Pintar la pared de su cuarto no era novedad, de hecho lo hacía a menudo, porque no había adultos que le pusieran freno. En ese tiempo tan tumultuoso, los adultos no parecían existir por completo, sino para honrar a la vida con el trabajo cansado de vigilar el campo olvidado, o para contarse de nuevo la vieja historia de cuando el general Villa pasó por esas tierras sobre un caballo blanco. Esas eran las cosas que lograban levantarles el ánima caída.

Menos a Leo.

No se equivoquen. Hubo un tiempo en que sí se divertía con los otros niños, gastando las horas muertas de la tarde persiguiendo pelotas de trapo o tirándose pequeñas balas de barro, flotando sobre caballos imaginarios. Eso fue mientras le duró la infancia. Ahora era un hombretón de casi diez años, y su instinto inequívoco para buscar la paz en la soledad le llevó a matar el tiempo dentro del cuartillo más oscuro de la casa —ese, que compartía con toda la tribu benévola de sus hermanos y hermanas—, pasando revista al único libro, uno que había llegado como un mal visitante, de improviso y que se quedó relegado, metido entre montones de polvo, hasta que alguien se dignase a rescatarlo.
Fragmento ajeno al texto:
mod app;
mod cli;
mod error;
mod event;
mod logging;
mod model;
mod notifier;
mod storage;
mod theme;
mod ui;
mod ui_state;

use std::io;
use std::panic;
use std::path::PathBuf;

use clap::Parser;
use crossterm::event::{
    DisableBracketedPaste, DisableMouseCapture, EnableBracketedPaste, EnableMouseCapture,
};
use crossterm::execute;
use ratatui::DefaultTerminal;
use tracing::{info, warn};

use app::App;
use cli::Cli;
use storage::config::{self, Config};

/// 解析配置文件路径、加载配置并应用命令行覆盖
fn load_settings(cli: &Cli) -> (Config, Option<PathBuf>) {
    let config_path = match cli.config.clone() {
        Some(path) => Some(path),
        None => config::default_config_path().ok(),
    };

    let mut config = config_path
        .as_deref()
        .map(config::load_config)
        .unwrap_or_default();

    if let Some(ref theme) = cli.theme {
        config.theme.name = theme.clone();
    }
    if let Some(ref file) = cli.log_file {
        config.log.file = Some(file.clone());
    }

    (config, config_path)
}

/// 初始化日志，失败只提示不退出
fn init_logging(config: &Config) {
    let path = match config.log.file.clone() {
        Some(path) => path,
        None => match storage::taskpad_dir() {
            Ok(dir) => dir.join("taskpad.log"),
            Err(e) => {
                eprintln!("Logging disabled: {}", e);
                return;
            }
        },
    };
    if let Err(e) = logging::init(&config.log.level, &path) {
        eprintln!("Logging disabled: {}", e);
    }
}

fn restore_terminal() {
    let _ = execute!(io::stdout(), DisableBracketedPaste, DisableMouseCapture);
    ratatui::restore();
}

fn main() -> io::Result<()> {
    // Set up panic hook to restore terminal state on panic
    let original_hook = panic::take_hook();
    panic::set_hook(Box::new(move |panic_info| {
        restore_terminal();
        original_hook(panic_info);
    }));

    let cli = Cli::parse();
    let (config, config_path) = load_settings(&cli);
    init_logging(&config);

    // 命令行传入的主题不写回配置
    let persist_path = if cli.theme.is_some() { None } else { config_path };
    let mut app = App::new(&config, persist_path);

    // 初始化终端
    let mut terminal = ratatui::init();
    execute!(io::stdout(), EnableMouseCapture, EnableBracketedPaste)?;
    info!("session started");

    let result = run(&mut terminal, &mut app);

    // 恢复终端
    restore_terminal();

    match result {
        Ok(()) => info!(tasks = app.store.len(), "session ended"),
        Err(ref e) => warn!(error = %e, "session aborted"),
    }
    result
}

fn run(terminal: &mut DefaultTerminal, app: &mut App) -> io::Result<()> {
    loop {
        // 渲染界面
        app.ui.click_areas.reset();
        terminal.draw(|frame| ui::task_screen::render(frame, app))?;

        // 处理事件
        if !event::handle_events(app)? {
            break;
        }
    }

    Ok(())
}
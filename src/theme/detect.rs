//! 终端 / 系统深浅色检测

#[cfg(target_os = "macos")]
use std::process::Command;

/// 检测当前是否为深色背景
///
/// 返回 `true` 表示深色模式，`false` 表示浅色模式
pub fn detect_system_theme() -> bool {
    // 多数终端通过 COLORFGBG 暴露 "前景;背景"，背景 0-6 或 8 为深色
    if let Ok(value) = std::env::var("COLORFGBG") {
        if let Some(dark) = parse_colorfgbg(&value) {
            return dark;
        }
    }

    platform_dark_mode()
}

/// macOS: AppleInterfaceStyle 存在且为 "Dark" 则为深色模式，不存在则为浅色
#[cfg(target_os = "macos")]
fn platform_dark_mode() -> bool {
    Command::new("defaults")
        .args(["read", "-g", "AppleInterfaceStyle"])
        .output()
        .map(|output| {
            output.status.success()
                && String::from_utf8_lossy(&output.stdout)
                    .trim()
                    .eq_ignore_ascii_case("dark")
        })
        .unwrap_or(false)
}

/// 其他平台无法判断，按深色终端处理
#[cfg(not(target_os = "macos"))]
fn platform_dark_mode() -> bool {
    true
}

fn parse_colorfgbg(value: &str) -> Option<bool> {
    let bg: u8 = value.rsplit(';').next()?.trim().parse().ok()?;
    Some(bg < 7 || bg == 8)
}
Ya había llegado la tarde, se había agotado lo suficiente de recoger el maíz desgranado en un mantón blanco en la espalda, y aprovechó su descanso para volver a mirar el libro de los cuentos olvidados. El libro era viejo, viejísimo; había perdido varias hojas, dejando los cuentos inconclusos, empezando con el inicio maravilloso de un príncipe persa que se convirtió en perico, para terminar en una fábula moral de animalitos parlantes. Pero la hoja que más observaba Leo, en la que más había fijado sus ojos de niño ordinario, era la página más completa, un cuento de pocas líneas. Era el cuento del dragón verde de la China.

Recordó cuantas veces había visto al dragón dormido en la hoja, y cuantas veces hubiera deseado plasmarlo en el enorme mural que había hecho en la pared en medio de sus juegos de soledad, donde varias cosas habían quedado marcadas con sus manos torpes llenas de pintura: un cielo manchado, las flores, las aves, los maíces regios. Todo se había vuelto manchitas de dedos diminutos.

Ese día pintó su obra maestra. Una línea verde sobre una roja. Una mancha sinuosa y larga que ahora dormía cerca al jardín confuso con el que había adornado la pared.

Esa noche, el pequeño Leo se durmió, mirando contento al dragón soñador, quien había posado su cabeza maltrecha cerca de una de las dalias manchadas.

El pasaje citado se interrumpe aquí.